There are a few technical problems with that. First of all, the cost of each instance would become quickly unbearable since everyone has all the duplicated data.

Second problem, a malign entity could just come, create its own instance, spam everything and everyone with ads or whatever and suddenly every instance is full of that stuff. Also, how do you handle defederating in that case?

What has been proposed before instead was to make some kind of mega communities that gather all posts from communities with the same name across instances

[-] LordShrek@lemmy.world 1 points 1 year ago* (last edited 1 year ago)

everyone has all the duplicated data.

everyone does not have all the duplicated data. they only have the data that they need -- the data requested by a user who happens to be using some instance.

handling defederating is a good point. there could be malicious nodes that would be damaging to the network. i suppose there could be a community-mainted ledger of known malicious nodes (similar to minecraft usernames of known hackers), and the admins of the servers would maintain a blacklist. (obviously you configure that your instance's blacklist would be automatically synced with this ledger)

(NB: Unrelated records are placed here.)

//! The fixed-layout challenge-log block: a 10-byte header followed by a
//! run of 12-byte challenge records.
//!
//! Byte order is not fixed — the block is embedded inside a player
//! record whose own byte order depends on the save version, so every
//! function here takes an explicit [`Endian`].

use vaultsave_core::Endian;
use vaultsave_data::{ChallengeCatalog, ChallengeInfo};

use crate::error::{ChallengeError, Result};

const HEADER_LEN: usize = 10;
const ENTRY_LEN: usize = 12;

/// One challenge-log record.
#[derive(Debug, Clone, Copy, PartialEq, Eq)]
pub struct ChallengeEntry {
    /// Stable id for this challenge (the first two bytes of the record,
    /// read together as a short).
    pub id: u16,
    /// Unknown flag byte, observed as 6 or 7 in practice.
    pub first_one: u8,
    /// Cumulative value across all challenge resets.
    pub total_value: u32,
    /// Unknown flag byte, observed as 1 in practice.
    pub second_one: u8,
    /// The value `total_value` was at when challenges were last reset;
    /// zero if they never have been.
    pub previous_value: u32,
}

impl ChallengeEntry {
    /// The challenge's actual current value: `total_value` minus
    /// whatever was already accumulated before the last reset. Valid
    /// whether or not a reset has ever happened (`previous_value` is
    /// zero until one does).
    pub fn current_value(&self) -> u32 {
        self.total_value.saturating_sub(self.previous_value)
    }
}

/// A full challenge-log block: the header's unknown field plus every
/// entry.
#[derive(Debug, Clone, PartialEq, Eq)]
pub struct ChallengeLog {
    /// Header field observed as a constant `4` in practice; preserved
    /// verbatim on re-encode rather than assumed.
    pub unknown: u32,
    /// This save's challenge records.
    pub entries: Vec<ChallengeEntry>,
}

/// Decode a challenge-log block, validating both of its internal size
/// invariants against the actual data length.
pub fn decode(data: &[u8], endian: Endian) -> Result<ChallengeLog> {
    if data.len() < HEADER_LEN {
        return Err(ChallengeError::TooShort { len: data.len() });
    }

    let unknown = endian.read_u32(&data[0..4]);
    let size_in_bytes = endian.read_u32(&data[4..8]);
    let num_challenges = endian.read_u16(&data[8..10]);

    let actual = (data.len() - 8) as u32;
    if size_in_bytes != actual {
        return Err(ChallengeError::SizeMismatch { size_in_bytes, actual });
    }

    let expected_bytes = (num_challenges as u32) * ENTRY_LEN as u32;
    if expected_bytes != size_in_bytes.saturating_sub(2) {
        return Err(ChallengeError::CountMismatch { count: num_challenges, bytes: size_in_bytes - 2 });
    }

    let mut entries = Vec::with_capacity(num_challenges as usize);
    for i in 0..num_challenges as usize {
        let start = HEADER_LEN + i * ENTRY_LEN;
        let record = &data[start..start + ENTRY_LEN];
        entries.push(ChallengeEntry {
            id: endian.read_u16(&record[0..2]),
            first_one: record[2],
            total_value: endian.read_u32(&record[3..7]),
            second_one: record[7],
            previous_value: endian.read_u32(&record[8..12]),
        });
    }

    Ok(ChallengeLog { unknown, entries })
}

/// Encode a challenge-log block. `size_in_bytes` and `num_challenges`
/// are derived from `log.entries.len()`, not trusted from any prior
/// decode.
pub fn encode(log: &ChallengeLog, endian: Endian) -> Vec<u8> {
    let mut out = Vec::with_capacity(HEADER_LEN + log.entries.len() * ENTRY_LEN);
    out.extend_from_slice(&endian.write_u32(log.unknown));
    let size_in_bytes = (log.entries.len() * ENTRY_LEN + 2) as u32;
    out.extend_from_slice(&endian.write_u32(size_in_bytes));
    out.extend_from_slice(&endian.write_u16(log.entries.len() as u16));

    for entry in &log.entries {
        out.extend_from_slice(&endian.write_u16(entry.id));
        out.push(entry.first_one);
        out.extend_from_slice(&endian.write_u32(entry.total_value));
        out.push(entry.second_one);
        out.extend_from_slice(&endian.write_u32(entry.previous_value));
    }
    out
}

/// Look up catalog metadata for `entry`, if its id is known. Returns
/// `None` rather than an error for unrecognized ids — annotation is a
/// convenience, not a requirement for a record to be valid.
pub fn annotate<'a>(entry: &ChallengeEntry, catalog: &'a ChallengeCatalog) -> Option<&'a ChallengeInfo> {
    catalog.get(entry.id as u32)
}

#[cfg(test)]
mod tests {
    use super::*;
    use vaultsave_data::SAMPLE_CHALLENGES;

    fn sample_log() -> ChallengeLog {
        ChallengeLog {
            unknown: 4,
            entries: vec![
                ChallengeEntry { id: 1, first_one: 6, total_value: 100, second_one: 1, previous_value: 0 },
                ChallengeEntry { id: 2, first_one: 7, total_value: 5000, second_one: 1, previous_value: 1200 },
            ],
        }
    }

    #[test]
    fn test_roundtrip_little_endian() {
        let log = sample_log();
        let encoded = encode(&log, Endian::Little);
        let decoded = decode(&encoded, Endian::Little).unwrap();
        assert_eq!(decoded, log);
    }

    #[test]
    fn test_roundtrip_big_endian() {
        let log = sample_log();
        let encoded = encode(&log, Endian::Big);
        let decoded = decode(&encoded, Endian::Big).unwrap();
        assert_eq!(decoded, log);
    }

    #[test]
    fn test_empty_log_roundtrips() {
        let log = ChallengeLog { unknown: 4, entries: vec![] };
        let encoded = encode(&log, Endian::Little);
        assert_eq!(encoded.len(), HEADER_LEN);
        assert_eq!(decode(&encoded, Endian::Little).unwrap(), log);
    }

    #[test]
    fn test_current_value_accounts_for_reset() {
        let entry = ChallengeEntry { id: 9, first_one: 6, total_value: 5000, second_one: 1, previous_value: 1200 };
        assert_eq!(entry.current_value(), 3800);
    }

    #[test]
    fn test_size_mismatch_is_rejected() {
        let log = sample_log();
        let mut encoded = encode(&log, Endian::Little);
        encoded.truncate(encoded.len() - 1);
        assert!(matches!(decode(&encoded, Endian::Little), Err(ChallengeError::SizeMismatch { .. })));
    }

    #[test]
    fn test_count_mismatch_is_rejected() {
        let log = sample_log();
        let mut encoded = encode(&log, Endian::Little);
        // Claim one fewer challenge than size_in_bytes actually implies.
        let wrong_count = (log.entries.len() as u16 - 1).to_le_bytes();
        encoded[8] = wrong_count[0];
        encoded[9] = wrong_count[1];
        assert!(matches!(decode(&encoded, Endian::Little), Err(ChallengeError::CountMismatch { .. })));
    }

    #[test]
    fn test_annotate_known_and_unknown_ids() {
        let known = ChallengeEntry { id: 2, first_one: 7, total_value: 0, second_one: 1, previous_value: 0 };
        let unknown = ChallengeEntry { id: 99_999, first_one: 7, total_value: 0, second_one: 1, previous_value: 0 };
        assert_eq!(annotate(&known, &SAMPLE_CHALLENGES).unwrap().name, "Headshots");
        assert!(annotate(&unknown, &SAMPLE_CHALLENGES).is_none());
    }
}
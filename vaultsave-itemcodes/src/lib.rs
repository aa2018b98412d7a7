//! # vaultsave-itemcodes
//!
//! Base-64 item-code listings and whole-record JSON interchange.
//!
//! This crate works purely on already-extracted pieces: wrapped
//! item/weapon blobs (as produced by `vaultsave-item`) and raw
//! [`vaultsave_proto::PlayerRecord`] trees. It has no opinion about
//! which save-file field tag holds the bank, the backpack, or
//! weapons — that wiring belongs to the caller.

#![warn(missing_docs)]
#![warn(clippy::all)]

pub mod codes;
pub mod error;
pub mod json;

pub use codes::{
    ItemCodeFile, Section, decode_item_line, encode_item_line, format_item_code_file, import_item, is_synthetic,
    parse_item_code_file,
};
pub use error::{ItemCodesError, Result};
pub use json::{from_decoded_json, from_json, looks_like_raw_dump, to_decoded_json, to_json};
//! JSON interchange for a whole player record.
//!
//! Two flavors are supported, both keyed by field tag (as a JSON object
//! with string keys, since JSON has no integer-keyed map):
//!
//! - `decodedjson`: the raw tagged tree. Every value remembers its wire
//!   type so the record round-trips exactly; `Bytes` fields are written
//!   out as arrays of byte values.
//! - `json`: the same tree, except `Bytes` fields are rendered as
//!   Latin-1-cast strings instead of numeric arrays, which is far more
//!   readable for the text-heavy fields (names, item wrapper blobs)
//!   these records tend to carry.
//!
//! Re-import dispatches between the two by inspecting which flavor of
//! `Bytes` representation the first blob it finds actually uses.

use serde_json::{Map, Value, json};

use crate::error::{ItemCodesError, Result};
use vaultsave_proto::{FieldValue, PlayerRecord};

fn bytes_to_latin1(bytes: &[u8]) -> String {
    bytes.iter().map(|&b| b as char).collect()
}

fn latin1_to_bytes(text: &str) -> Result<Vec<u8>> {
    text.chars()
        .map(|c| {
            u32::from(c)
                .try_into()
                .map_err(|_| ItemCodesError::MalformedJson(format!("non-Latin-1 character {c:?} in byte string")))
        })
        .collect()
}

fn field_to_json(value: &FieldValue, latin1_bytes: bool) -> Value {
    match value {
        FieldValue::Varint(v) => json!({ "varint": v }),
        FieldValue::Fixed32(v) => json!({ "fixed32": v }),
        FieldValue::Fixed64(v) => json!({ "fixed64": v }),
        FieldValue::Bytes(b) => {
            if latin1_bytes {
                json!({ "text": bytes_to_latin1(b) })
            } else {
                json!({ "bytes": b.clone() })
            }
        }
    }
}

fn json_to_field(value: &Value) -> Result<FieldValue> {
    let obj = value
        .as_object()
        .ok_or_else(|| ItemCodesError::MalformedJson("expected a field-value object".into()))?;

    let bad = || ItemCodesError::MalformedJson(format!("malformed field value: {value}"));

    if let Some(v) = obj.get("varint") {
        return Ok(FieldValue::Varint(v.as_u64().ok_or_else(bad)?));
    }
    if let Some(v) = obj.get("fixed32") {
        return Ok(FieldValue::Fixed32(v.as_u64().ok_or_else(bad)?.try_into().map_err(|_| bad())?));
    }
    if let Some(v) = obj.get("fixed64") {
        return Ok(FieldValue::Fixed64(v.as_u64().ok_or_else(bad)?));
    }
    if let Some(v) = obj.get("bytes") {
        let arr = v.as_array().ok_or_else(bad)?;
        let bytes = arr
            .iter()
            .map(|b| b.as_u64().and_then(|n| u8::try_from(n).ok()).ok_or_else(bad))
            .collect::<Result<Vec<u8>>>()?;
        return Ok(FieldValue::Bytes(bytes));
    }
    if let Some(v) = obj.get("text") {
        let text = v.as_str().ok_or_else(bad)?;
        return Ok(FieldValue::Bytes(latin1_to_bytes(text)?));
    }

    Err(bad())
}

fn record_to_json(player: &PlayerRecord, latin1_bytes: bool) -> Value {
    let mut tags = Map::new();
    for (tag, values) in player {
        let list: Vec<Value> = values.iter().map(|v| field_to_json(v, latin1_bytes)).collect();
        tags.insert(tag.to_string(), Value::Array(list));
    }
    Value::Object(tags)
}

fn json_to_record(value: &Value) -> Result<PlayerRecord> {
    let obj = value
        .as_object()
        .ok_or_else(|| ItemCodesError::MalformedJson("expected a tag-keyed object at the top level".into()))?;

    let mut record = PlayerRecord::new();
    for (tag_str, values) in obj {
        let tag: u32 = tag_str
            .parse()
            .map_err(|_| ItemCodesError::MalformedJson(format!("field tag {tag_str:?} is not a number")))?;
        let values = values
            .as_array()
            .ok_or_else(|| ItemCodesError::MalformedJson(format!("tag {tag} did not map to an array")))?;
        let decoded = values.iter().map(json_to_field).collect::<Result<Vec<_>>>()?;
        record.insert(tag, decoded);
    }
    Ok(record)
}

/// Render a player record as the raw tagged-tree JSON ("decodedjson").
pub fn to_decoded_json(player: &PlayerRecord) -> Value {
    record_to_json(player, false)
}

/// Parse a raw tagged-tree JSON document ("decodedjson") back into a
/// player record.
pub fn from_decoded_json(value: &Value) -> Result<PlayerRecord> {
    json_to_record(value)
}

/// Render a player record as the Latin-1-cast JSON variant ("json").
pub fn to_json(player: &PlayerRecord) -> Value {
    record_to_json(player, true)
}

/// Parse a Latin-1-cast JSON document ("json") back into a player
/// record.
pub fn from_json(value: &Value) -> Result<PlayerRecord> {
    json_to_record(value)
}

/// Guess whether `value` is a raw tagged-tree dump (`decodedjson`,
/// numeric byte arrays) rather than the Latin-1-cast variant (`json`,
/// byte strings), by looking for the first `Bytes`-shaped field and
/// checking how it was rendered. Records with no byte fields at all are
/// treated as raw dumps, since that's the more permissive parse.
pub fn looks_like_raw_dump(value: &Value) -> bool {
    fn first_bytes_shape(value: &Value) -> Option<bool> {
        match value {
            Value::Object(obj) => {
                if obj.contains_key("bytes") {
                    return Some(true);
                }
                if obj.contains_key("text") {
                    return Some(false);
                }
                obj.values().find_map(first_bytes_shape)
            }
            Value::Array(items) => items.iter().find_map(first_bytes_shape),
            _ => None,
        }
    }

    first_bytes_shape(value).unwrap_or(true)
}

#[cfg(test)]
mod tests {
    use super::*;

    fn sample_record() -> PlayerRecord {
        let mut player = PlayerRecord::new();
        player.insert(1, vec![FieldValue::Varint(72)]);
        player.insert(2, vec![FieldValue::Bytes(b"hello".to_vec())]);
        player.insert(3, vec![FieldValue::Fixed32(0x1122_3344), FieldValue::Fixed32(7)]);
        player
    }

    #[test]
    fn decoded_json_round_trips() {
        let player = sample_record();
        let value = to_decoded_json(&player);
        let back = from_decoded_json(&value).unwrap();
        assert_eq!(back, player);
    }

    #[test]
    fn latin1_json_round_trips() {
        let player = sample_record();
        let value = to_json(&player);
        let back = from_json(&value).unwrap();
        assert_eq!(back, player);
    }

    #[test]
    fn latin1_json_renders_bytes_as_text() {
        let player = sample_record();
        let value = to_json(&player);
        let rendered = &value["2"][0]["text"];
        assert_eq!(rendered.as_str().unwrap(), "hello");
    }

    #[test]
    fn raw_dump_detection_distinguishes_the_two_flavors() {
        let player = sample_record();
        assert!(looks_like_raw_dump(&to_decoded_json(&player)));
        assert!(!looks_like_raw_dump(&to_json(&player)));
    }

    #[test]
    fn non_latin1_text_is_rejected_on_import() {
        let bad = json!({ "text": "\u{1F600}" });
        assert!(json_to_field(&bad).is_err());
    }

    #[test]
    fn malformed_top_level_value_is_rejected() {
        assert!(from_decoded_json(&json!([1, 2, 3])).is_err());
    }
}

the mega community idea could be good. where is this being discussed?

[-] weirdwallace75@lemmy.world 7 points 1 year ago

I don't want to share an instance with the nutballs on the tankie instance or the nutballs on the fascist instance.

[-] LordShrek@lemmy.world 3 points 1 year ago

to expound:

the tankie instance or the nutballs on the fascist instance

here you reveal a conceptual misunderstanding, or rather, a part of the lemmy architecture which i disagree with. there shouldn't be a concept of a "interest X instance" etc. it should be similar to a distributed storage model. so the concept of a community is not per-instance, it's just an abstract thing that exists in conceptual space.

[-] LordShrek@lemmy.world 2 points 1 year ago

you already share water with them though. how is this any different? more seriously though, you already share internet infrastructure with them. the packets you just sent to make that comment could have been sandwiched between a "tankie" and a "fascist nutball". that's just the way it is man, there have always been crazy humans.

[-] amenji@lemm.ee 7 points 1 year ago

This was my thought as well. Before learning more about the fediverse, I thought things are distributed and are replicated across servers (much like how distributed storage and computing works). But apparently they're not. You still have to choose which instance you want to use as your "home", and your data and your contents stays in your home. Others get to look at your profile and contents thanks to ActivityPub.

I understand the needs for multiple instances (i.e., preferences for moderating concents, governance, etc.) But shouldn't the users and the user generated contents (arguably fediverse's valuable resources) should be safe-guarded by having redundancies in place across multiple instances?

Has there any work or effort on this?

[-] LordShrek@lemmy.world 1 points 1 year ago* (last edited 1 year ago)

I thought things are distributed and are replicated across servers (much like how distributed storage and computing works)

yes, exactly! when you use the internet, you don't manually choose which ISPs to route through. you can pick which DNS servers to use but you don't have to. when you use youtube, netflix, or facebook, you don't choose which CDNs to use.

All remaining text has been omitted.